Deploy Sample Workloads
This section provides examples to getting started exploring HyperShift AutoNode.
Using AutoNode with a Simple Web App
This example demonstrates how to use the AutoNode feature by creating a NodePool
to fit the sample application. The sample application selects the
instance type t3.large
, matching the node.kubernetes.io/instance-type
selector in the NodePool
.
Create a Karpenter NodePool with the configuration for the workload:
cat << EOF | oc apply -f -
apiVersion: karpenter.sh/v1
kind: NodePool
metadata:
name: spot-and-gpu
spec:
disruption:
budgets:
- nodes: 10%
consolidateAfter: 30s
consolidationPolicy: WhenEmptyOrUnderutilized
weight: 10
template:
spec:
expireAfter: 336h
terminationGracePeriod: 24h0m0s
nodeClassRef:
group: karpenter.k8s.aws
kind: EC2NodeClass
name: default
requirements:
- key: karpenter.sh/capacity-type
operator: In
values: ["spot"]
- key: karpenter.sh/instance-family
operator: In
values: ["g4dn", "m5", "m6i", "c5", "c6i", "t3"]

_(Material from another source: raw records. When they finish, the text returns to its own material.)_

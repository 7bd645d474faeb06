//! Line-based syntax highlighter
//!
//! Text is split on `\n` and every line is classified on its own: no
//! state (open strings, block comments) carries over between lines.
//! Within a line, rules are tried in a fixed priority order at the scan
//! cursor and the first one matching exactly there wins.

use std::collections::HashMap;
use std::sync::LazyLock;

use tracing::{debug, trace};

use super::language::LanguageId;
use super::registry::{config_for, LanguageConfig};
use super::rules::PatternRule;
use super::style::{Span, Style};
use super::theme::Theme;
use super::tokens::TokenType;

/// A contiguous slice of the input with an optional token category
#[derive(Debug, Clone, Copy, PartialEq, Eq)]
pub struct StyledRun<'a> {
    /// Text of the run, borrowed from the highlighted input
    pub text: &'a str,
    /// Token category, `None` for plain text
    pub token: Option<TokenType>,
}

impl<'a> StyledRun<'a> {
    /// Create a plain run
    pub fn plain(text: &'a str) -> Self {
        Self { text, token: None }
    }

    /// Create a run with a token category
    pub fn styled(text: &'a str, token: TokenType) -> Self {
        Self {
            text,
            token: Some(token),
        }
    }

    /// Resolve the display style through a theme (`None` for plain text)
    pub fn style(&self, theme: &Theme) -> Option<Style> {
        self.token.map(|token| theme.style_for(token))
    }
}

/// Rules for one language, compiled once
pub struct CompiledLanguage {
    /// Whole-line comment marker (empty disables the short-circuit)
    comment_marker: &'static str,
    /// Rules in priority order: string, number, keyword, type, builtin
    rules: Vec<PatternRule>,
}

/// Leftmost match of a rule at or after the cursor
///
/// A rule whose next match starts past the cursor cannot match at the
/// cursor, so it is not searched again until the cursor catches up.
#[derive(Debug, Clone, Copy, PartialEq, Eq)]
enum Lookahead {
    /// Not searched since the cursor moved past the last result
    Stale,
    /// Next match spans these byte offsets (start, end)
    Found(usize, usize),
    /// No match anywhere in the rest of the line
    Exhausted,
}

static COMPILED: LazyLock<HashMap<LanguageId, CompiledLanguage>> = LazyLock::new(|| {
    LanguageId::ALL
        .into_iter()
        .map(|id| {
            debug!(language = %id, "compiling highlight rules");
            (id, CompiledLanguage::new(config_for(id)))
        })
        .collect()
});

static PLAIN: LazyLock<CompiledLanguage> =
    LazyLock::new(|| CompiledLanguage::new(&LanguageConfig::plain()));

impl CompiledLanguage {
    /// Compile the rules for an arbitrary configuration
    pub fn new(config: &LanguageConfig) -> Self {
        let rules = [
            PatternRule::delimited("string", &config.string_delimiters, TokenType::String),
            PatternRule::new("number", config.number_pattern, TokenType::Number),
            PatternRule::word_set("keyword", config.keywords.iter().copied(), TokenType::Keyword),
            PatternRule::word_set("type", config.types.iter().copied(), TokenType::Type),
            PatternRule::word_set("builtin", config.builtins.iter().copied(), TokenType::Builtin),
        ]
        .into_iter()
        .flatten()
        .collect();

        Self {
            comment_marker: config.single_line_comment,
            rules,
        }
    }

    /// Rules that classify nothing: every line comes back as plain text
    pub fn identity() -> Self {
        Self {
            comment_marker: "",
            rules: Vec::new(),
        }
    }

    /// Get the shared compiled rules for a built-in language
    pub fn for_language(id: LanguageId) -> &'static CompiledLanguage {
        COMPILED.get(&id).unwrap_or_else(|| &*PLAIN)
    }

    /// Names of the active rules, in priority order
    pub fn rule_names(&self) -> Vec<&'static str> {
        self.rules.iter().map(|r| r.name).collect()
    }

    fn is_comment_line(&self, line: &str) -> bool {
        !self.comment_marker.is_empty() && line.trim_start().starts_with(self.comment_marker)
    }

    /// Classify a single line (no newlines) into token spans
    ///
    /// Spans are sorted, non-overlapping byte ranges; text between them is
    /// plain.
    pub fn line_tokens(&self, line: &str) -> Vec<Span> {
        if line.is_empty() {
            return Vec::new();
        }
        if self.is_comment_line(line) {
            return vec![Span::new(0, line.len(), TokenType::Comment)];
        }

        let mut spans = Vec::new();
        let mut lookahead = vec![Lookahead::Stale; self.rules.len()];
        let mut pos = 0;

        while pos < line.len() {
            let mut hit = None;
            for (rule, ahead) in self.rules.iter().zip(lookahead.iter_mut()) {
                if matches!(*ahead, Lookahead::Found(start, _) if start < pos) {
                    *ahead = Lookahead::Stale;
                }
                if *ahead == Lookahead::Stale {
                    *ahead = match rule.find_at(line, pos) {
                        Some((start, end)) => Lookahead::Found(start, end),
                        None => Lookahead::Exhausted,
                    };
                }
                if let Lookahead::Found(start, end) = *ahead {
                    if start == pos && end > pos {
                        hit = Some((end, rule.token_type));
                        break;
                    }
                }
            }

            match hit {
                Some((end, token)) => {
                    spans.push(Span::new(pos, end, token));
                    pos = end;
                }
                None => {
                    // Plain character: step over it whole
                    pos += line[pos..].chars().next().map_or(1, char::len_utf8);
                }
            }
        }

        spans
    }

    /// Highlight a single line (no newlines) into runs covering it exactly
    pub fn highlight_line<'a>(&self, line: &'a str) -> Vec<StyledRun<'a>> {
        let mut spans = self.line_tokens(line);
        spans.sort_by_key(|s| s.start);

        let mut runs = Vec::with_capacity(spans.len() * 2 + 1);
        let mut pos = 0;
        for span in spans {
            if pos < span.start {
                runs.push(StyledRun::plain(&line[pos..span.start]));
            }
            runs.push(StyledRun::styled(&line[span.start..span.end], span.token));
            pos = span.end;
        }
        if pos < line.len() {
            runs.push(StyledRun::plain(&line[pos..]));
        }
        runs
    }

    /// Highlight text, grouped by physical line (newlines excluded)
    pub fn highlight_lines<'a>(&self, text: &'a str) -> Vec<Vec<StyledRun<'a>>> {
        text.split('\n').map(|line| self.highlight_line(line)).collect()
    }

    /// Highlight text into one run sequence, newlines included as plain runs
    pub fn highlight<'a>(&self, text: &'a str) -> Vec<StyledRun<'a>> {
        let mut runs = Vec::new();
        for (i, line) in text.split('\n').enumerate() {
            if i > 0 {
                runs.push(StyledRun::plain("\n"));
            }
            runs.extend(self.highlight_line(line));
        }
        runs
    }
}

/// Highlight `text` as language `id`
///
/// The concatenated run texts always equal `text`.
pub fn highlight(text: &str, id: LanguageId) -> Vec<StyledRun<'_>> {
    trace!(language = %id, bytes = text.len(), "highlight");
    CompiledLanguage::for_language(id).highlight(text)
}

/// Highlight a single line (without its newline) as language `id`
pub fn highlight_line(line: &str, id: LanguageId) -> Vec<StyledRun<'_>> {
    CompiledLanguage::for_language(id).highlight_line(line)
}

/// Highlight `text` as language `id`, one run list per physical line
pub fn highlight_lines(text: &str, id: LanguageId) -> Vec<Vec<StyledRun<'_>>> {
    trace!(language = %id, bytes = text.len(), "highlight_lines");
    CompiledLanguage::for_language(id).highlight_lines(text)
}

- key: karpenter.sh/instance-size
operator: In
values: ["large", "xlarge", "2xlarge"]
EOF
Create a Sample App deployment:
This section demonstrates how to deploy sample applications to test and scale Karpenter's AutoNode feature. By creating workloads with specific resource requirements, you can observe how Karpenter provisions nodes dynamically to meet the demands of your applications.
cat << EOF | oc apply -f -
---
apiVersion: apps/v1
kind: Deployment
metadata:
name: web-app
spec:
replicas: 0
selector:
matchLabels:
app: web-app
template:
metadata:
labels:
app: web-app
spec:
affinity:
podAntiAffinity:
requiredDuringSchedulingIgnoredDuringExecution:
- labelSelector:
matchLabels:
app: web-app
topologyKey: "kubernetes.io/hostname"
securityContext:
runAsUser: 1000
runAsGroup: 3000
fsGroup: 2000
containers:
- image: public.ecr.aws/eks-distro/kubernetes/pause:3.2
name: web-app
resources:
requests:
cpu: "1"
memory: 256M
securityContext:
allowPrivilegeEscalation: false
nodeSelector:
node.kubernetes.io/instance-type: "t3.large"
EOF
Scale the application:
oc scale --replicas=1 deployment.apps/web-app
Monitor and Debug Node Provisioning with AutoNode:
Monitor the nodeClaims
objects to track the provisioning of nodes by AutoNode. These objects provide detailed insights into the lifecycle of nodes, including their current state and any associated events. Use the following command to continuously watch the nodeClaims
:
Provisioning Time
The provisioning process for an instance to become a node may take approximately 10 minutes. While waiting, monitor the progress using the provided commands to ensure the process completes successfully.
oc get nodeclaims --watch
To investigate a specific nodeClaim
in detail, use the following command:
oc describe nodeclaim <nodeClaimName>
This will provide comprehensive information about the selected nodeClaim
, helping you debug and confirm that nodes are being provisioned and functioning as expected.
Verify Node Join Status:
Ensure that the node has successfully joined the cluster. Use the following command to check:
oc get nodes -l karpenter.sh/nodepool=spot-and-gpu
This command filters the nodes associated with the spot-and-gpu
NodePool, allowing you to confirm that the AutoNode feature is functioning as expected.
Verify Application Scheduling:
Ensure that the application has been successfully scheduled onto the newly provisioned node. Use the following command to check the status of the pods associated with the application:
oc get pods -l app=web-app -o wide
This command filters the pods by the label app=web-app
, allowing you to confirm that the application is running on the expected node provisioned by AutoNode.